Unless Clinton is able to at least win the primary popular vote -- which also would take nothing less than an electoral miracle -- and use that achievement to pressure superdelegates, she has only one scenario for victory. An African-American opponent and his backers would be told that, even though he won the contest with voters, the prize is going to someone else.
People who think that scenario is even remotely likely are living on another planet.
As it happens, many people inside Clinton's campaign live right here on Earth. One important Clinton adviser estimated to Politico privately that she has no more than a 10 percent chance of winning her race against Barack Obama, an appraisal that was echoed by other operatives.
In other words: The notion of the Democratic contest being a dramatic cliffhanger is a game of make-believe. [emphasis added]

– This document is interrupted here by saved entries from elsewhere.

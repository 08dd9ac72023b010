//! Identities shared by the stored record and the runtime: physical buttons,
//! table selection, and the logical usage codes.

/// Number of wired physical buttons, and entries per mapping table.
pub const NUM_BUTTONS: usize = 8;

/// One of the eight wired button inputs.
///
/// The discriminant is the index into a mapping table. It is part of the
/// stored record format and must never be renumbered.
///
/// # Example
///
/// ```
/// use mapping_proto::PhysicalButton;
///
/// assert_eq!(PhysicalButton::A.index(), 0);
/// assert_eq!(PhysicalButton::from_index(7), Some(PhysicalButton::Select));
/// assert_eq!(PhysicalButton::from_index(8), None);
/// ```
#[derive(Clone, Copy, Debug, PartialEq, Eq)]
#[cfg_attr(feature = "defmt", derive(defmt::Format))]
#[repr(u8)]
pub enum PhysicalButton {
    A = 0,
    B = 1,
    X = 2,
    Y = 3,
    L = 4,
    R = 5,
    Start = 6,
    Select = 7,
}

impl PhysicalButton {
    /// All buttons in table-index order.
    pub const ALL: [Self; NUM_BUTTONS] = [
        Self::A,
        Self::B,
        Self::X,
        Self::Y,
        Self::L,
        Self::R,
        Self::Start,
        Self::Select,
    ];

    /// Mapping-table index of this button.
    #[inline]
    #[must_use]
    pub const fn index(self) -> usize {
        self as usize
    }

    /// Button for a raw table index; `None` when out of range.
    #[must_use]
    pub const fn from_index(index: usize) -> Option<Self> {
        if index < NUM_BUTTONS {
            Some(Self::ALL[index])
        } else {
            None
        }
    }
}

/// Which of the record's two mapping tables drives translation.
#[derive(Clone, Copy, Default, Debug, PartialEq, Eq)]
#[cfg_attr(feature = "defmt", derive(defmt::Format))]
pub enum ActiveTable {
    /// The table at record offset 8; selected at power-on.
    #[default]
    Normal,
    /// The alternate table at record offset 24.
    Special,
}

impl ActiveTable {
    /// The other table.
    #[inline]
    #[must_use]
    pub const fn toggled(self) -> Self {
        match self {
            Self::Normal => Self::Special,
            Self::Special => Self::Normal,
        }
    }
}

/// Logical usage codes stored in mapping-table entries.
///
/// A table entry is [`NONE`](usage::NONE) (button produces no effect) or a
/// code in `1..=`[`MAX`](usage::MAX) naming a gamepad action. Values above
/// `MAX` may be stored but translate to no effect.
pub mod usage {
    /// Entry is unmapped.
    pub const NONE: u8 = 0;
    pub const BUTTON_A: u8 = 1;
    pub const BUTTON_B: u8 = 2;
    pub const BUTTON_X: u8 = 3;
    pub const BUTTON_Y: u8 = 4;
    pub const BUTTON_L1: u8 = 5;
    pub const BUTTON_R1: u8 = 6;
    pub const BUTTON_SELECT: u8 = 7;
    pub const BUTTON_START: u8 = 8;
    pub const BUTTON_L2: u8 = 9;
    pub const BUTTON_R2: u8 = 10;
    pub const BUTTON_HOME: u8 = 11;
    /// Right-stick click.
    pub const BUTTON_R_STICK: u8 = 12;
    /// Left-stick click.
    pub const BUTTON_L_STICK: u8 = 13;
    /// Highest code carrying a report bit; 14 itself is a reserved slot.
    pub const MAX: u8 = 14;
}
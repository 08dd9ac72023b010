#![no_std]
#![no_main]

use defmt::{error, info, warn};
use defmt_rtt as _;
use embassy_executor::Spawner;
use embassy_rp::bind_interrupts;
use embassy_rp::flash::Flash;
use embassy_rp::gpio::{Input, Level, Output, Pull};
use embassy_rp::peripherals::USB;
use embassy_rp::usb::Driver;
use embassy_sync::blocking_mutex::raw::CriticalSectionRawMutex;
use embassy_sync::signal::Signal;
use embassy_time::{Duration, Ticker};
use embassy_usb::class::hid::State;
use embassy_usb::{Builder, Config as UsbConfig};
use remap_pad_rp2040::{
    configure_gamepad_hid, configure_mapping_hid, translate, ActiveTable, FlashStorage,
    HoldGesture, MappingRequestHandler, MappingStore, PadReport, PadWriter, PhysicalButton,
    RecordOrigin, RuntimeMode, SwitchBank, ACTIVE_RECORD, DIRECTIONAL_HOLD_TICKS,
    TABLE_TOGGLE_HOLD_TICKS, TABLE_WRITES,
};
use static_cell::StaticCell;

#[cfg(feature = "dev-panic")]
use panic_probe as _;
#[cfg(feature = "prod-panic")]
use panic_reset as _;

bind_interrupts!(struct Irqs {
    USBCTRL_IRQ => embassy_rp::usb::InterruptHandler<USB>;
});

/// Switch polling interval. The gesture hold thresholds count these cycles.
const POLL_INTERVAL: Duration = Duration::from_millis(4);

/// Signal for passing reports from the polling task to the output task.
/// Using Signal instead of Channel provides "latest value wins" semantics,
/// which is appropriate here since only the most recent switch sample matters.
static REPORT_SIGNAL: StaticCell<Signal<CriticalSectionRawMutex, PadReport>> = StaticCell::new();

/// USB device configuration buffers.
static CONFIG_DESCRIPTOR: StaticCell<[u8; 256]> = StaticCell::new();
static BOS_DESCRIPTOR: StaticCell<[u8; 256]> = StaticCell::new();
static MSOS_DESCRIPTOR: StaticCell<[u8; 256]> = StaticCell::new();
static CONTROL_BUF: StaticCell<[u8; 64]> = StaticCell::new();

/// Per-interface HID state.
static GAMEPAD_HID_STATE: StaticCell<State> = StaticCell::new();
static MAPPING_HID_STATE: StaticCell<State> = StaticCell::new();

/// The request handler is borrowed by the USB stack for 'static.
static MAPPING_HANDLER: StaticCell<MappingRequestHandler> = StaticCell::new();

#[embassy_executor::main]
async fn main(spawner: Spawner) {
    info!("Remap pad starting...");

    let p = embassy_rp::init(embassy_rp::config::Config::default());

    // Initialize the report signal (latest-value semantics)
    let signal = REPORT_SIGNAL.init(Signal::new());

    // --- Mapping Record Load ---
    let flash = Flash::new_blocking(p.FLASH);
    let mut storage = FlashStorage::new(flash);
    let (store, origin) = MappingStore::load(&mut storage);
    match origin {
        RecordOrigin::Stored => info!("Mapping record loaded from flash"),
        RecordOrigin::FactoryDefault => {
            warn!("No valid mapping record, running factory defaults")
        }
    }
    // Publish the record before the USB device can field requests.
    ACTIVE_RECORD.lock(|record| record.set(*store.record()));

    // --- USB Setup ---
    let usb_driver = Driver::new(p.USB, Irqs);

    let mut usb_config = UsbConfig::new(0x1209, 0x0001); // pid.codes test VID/PID
    usb_config.manufacturer = Some("Rust Gamepad");
    usb_config.product = Some("Remap Pad");
    usb_config.serial_number = Some("001");
    usb_config.max_power = 100;
    usb_config.max_packet_size_0 = 64;

    let config_descriptor = CONFIG_DESCRIPTOR.init([0; 256]);
    let bos_descriptor = BOS_DESCRIPTOR.init([0; 256]);
    let msos_descriptor = MSOS_DESCRIPTOR.init([0; 256]);
    let control_buf = CONTROL_BUF.init([0; 64]);

    let mut builder = Builder::new(
        usb_driver,
        usb_config,
        config_descriptor,
        bos_descriptor,
        msos_descriptor,
        control_buf,
    );

    // Configure the HID interfaces: gamepad first (interface 0), then the
    // configuration interface (interface 1).
    let gamepad_state = GAMEPAD_HID_STATE.init(State::new());
    let gamepad_writer = configure_gamepad_hid(&mut builder, gamepad_state);

    let mapping_state = MAPPING_HID_STATE.init(State::new());
    let mapping_handler = MAPPING_HANDLER.init(MappingRequestHandler);
    let _mapping_writer = configure_mapping_hid(&mut builder, mapping_state, mapping_handler);

    // Build the USB device
    let usb_device = builder.build();

    // Create output
    let usb_output = PadWriter::new(gamepad_writer);

    // --- Switch Setup ---
    let switches = SwitchBank::new(
        [
            Input::new(p.PIN_2, Pull::Up), // A
            Input::new(p.PIN_3, Pull::Up), // B
            Input::new(p.PIN_4, Pull::Up), // X
            Input::new(p.PIN_5, Pull::Up), // Y
            Input::new(p.PIN_6, Pull::Up), // L
            Input::new(p.PIN_7, Pull::Up), // R
            Input::new(p.PIN_8, Pull::Up), // Start
            Input::new(p.PIN_9, Pull::Up), // Select
        ],
        Input::new(p.PIN_10, Pull::Up), // up
        Input::new(p.PIN_11, Pull::Up), // down
        Input::new(p.PIN_12, Pull::Up), // left
        Input::new(p.PIN_13, Pull::Up), // right
    );

    // On-board LED indicates the active table (lit = special)
    let led = Output::new(p.PIN_25, Level::Low);

    // Spawn tasks
    spawner.spawn(usb_task(usb_device)).unwrap();
    spawner.spawn(input_task(switches, signal, led)).unwrap();
    spawner.spawn(output_task(usb_output, signal)).unwrap();
    spawner.spawn(config_task(store, storage)).unwrap();

    info!("Remap pad initialized");
}

/// USB device task - runs the USB stack.
#[embassy_executor::task]
async fn usb_task(mut device: embassy_usb::UsbDevice<'static, Driver<'static, USB>>) {
    device.run().await;
}

/// Polling task - samples the switches every cycle, advances the hold
/// gestures, and signals the translated report.
#[embassy_executor::task]
async fn input_task(
    switches: SwitchBank,
    signal: &'static Signal<CriticalSectionRawMutex, PadReport>,
    mut led: Output<'static>,
) {
    let mut mode = RuntimeMode::BOOT;
    let mut table_gesture = HoldGesture::new(TABLE_TOGGLE_HOLD_TICKS);
    let mut directional_gesture = HoldGesture::new(DIRECTIONAL_HOLD_TICKS);
    let mut ticker = Ticker::every(POLL_INTERVAL);

    loop {
        ticker.next().await;
        let sample = switches.sample();

        if table_gesture.advance(sample.combo_held(PhysicalButton::Start, PhysicalButton::R)) {
            mode.toggle_table();
            if mode.active_table == ActiveTable::Special {
                led.set_high();
            } else {
                led.set_low();
            }
            info!("Active table: {:?}", mode.active_table);
        }
        if directional_gesture
            .advance(sample.combo_held(PhysicalButton::Start, PhysicalButton::L))
        {
            mode.cycle_directional();
            info!("Directional mode: {:?}", mode.directional);
        }

        let record = ACTIVE_RECORD.lock(|record| record.get());
        signal.signal(translate(&sample, &record, mode));
    }
}

/// Output task - waits for report signals and sends them to USB HID.
#[embassy_executor::task]
async fn output_task(
    mut output: PadWriter<'static>,
    signal: &'static Signal<CriticalSectionRawMutex, PadReport>,
) {
    // Wait for USB to be ready
    output.wait_ready().await;
    info!("USB HID ready, forwarding reports...");

    loop {
        // Wait for the next report (blocks until signaled)
        let report = signal.wait().await;
        if let Err(e) = output.send(&report).await {
            error!("Output error: {:?}", e);
        }
    }
}

/// Config task - commits host mapping writes to flash, then publishes the
/// new record to the polling task and the USB callbacks.
#[embassy_executor::task]
async fn config_task(mut store: MappingStore, mut storage: FlashStorage) {
    loop {
        let update = TABLE_WRITES.wait().await;
        match store.save(&mut storage, &update.normal, &update.special) {
            Ok(()) => {
                ACTIVE_RECORD.lock(|record| record.set(*store.record()));
                info!("Mapping record saved");
            }
            Err(e) => {
                // The old record stays in effect in memory; the host sees
                // it again on its next read-back.
                error!("Mapping save failed: {:?}", e);
            }
        }
    }
}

It's not often in politics that you see this kind of blunt admission from a campaign -- particularly one that has generally been disciplined enough to stay on message for the last year or more. This statement cannot merely be written off as an attempt to lower expectations, which the Clinton campaign tends to be adept at. Unlike individual contests in which a candidate's performance is lined up against expectations, on that final ballot at the Democratic convention in August the thing that really matters is who can marshal the support of 2,025 delegates (or whatever the benchmark is by that point as it could shift as a result of how and whether delegates from Michigan and Florida are seated). There's no lowering expectations there, there's only winning or losing.
Now I'm not one to say that Clinton should drop out because it's nearly mathematically impossible for her to reach the magic number of 2,025. If she wants to stay in the race, I believe she certainly has the right. Yet at the same time, if her key campaign staff understands what the situation is -- that she has, at best, a 10 percent shot at the nomination now, as they put it -- is it really worth it to try to so tarnish the candidate who has the remaining 90 percent shot at the nomination while at the same time bolstering John McCain's national security credentials?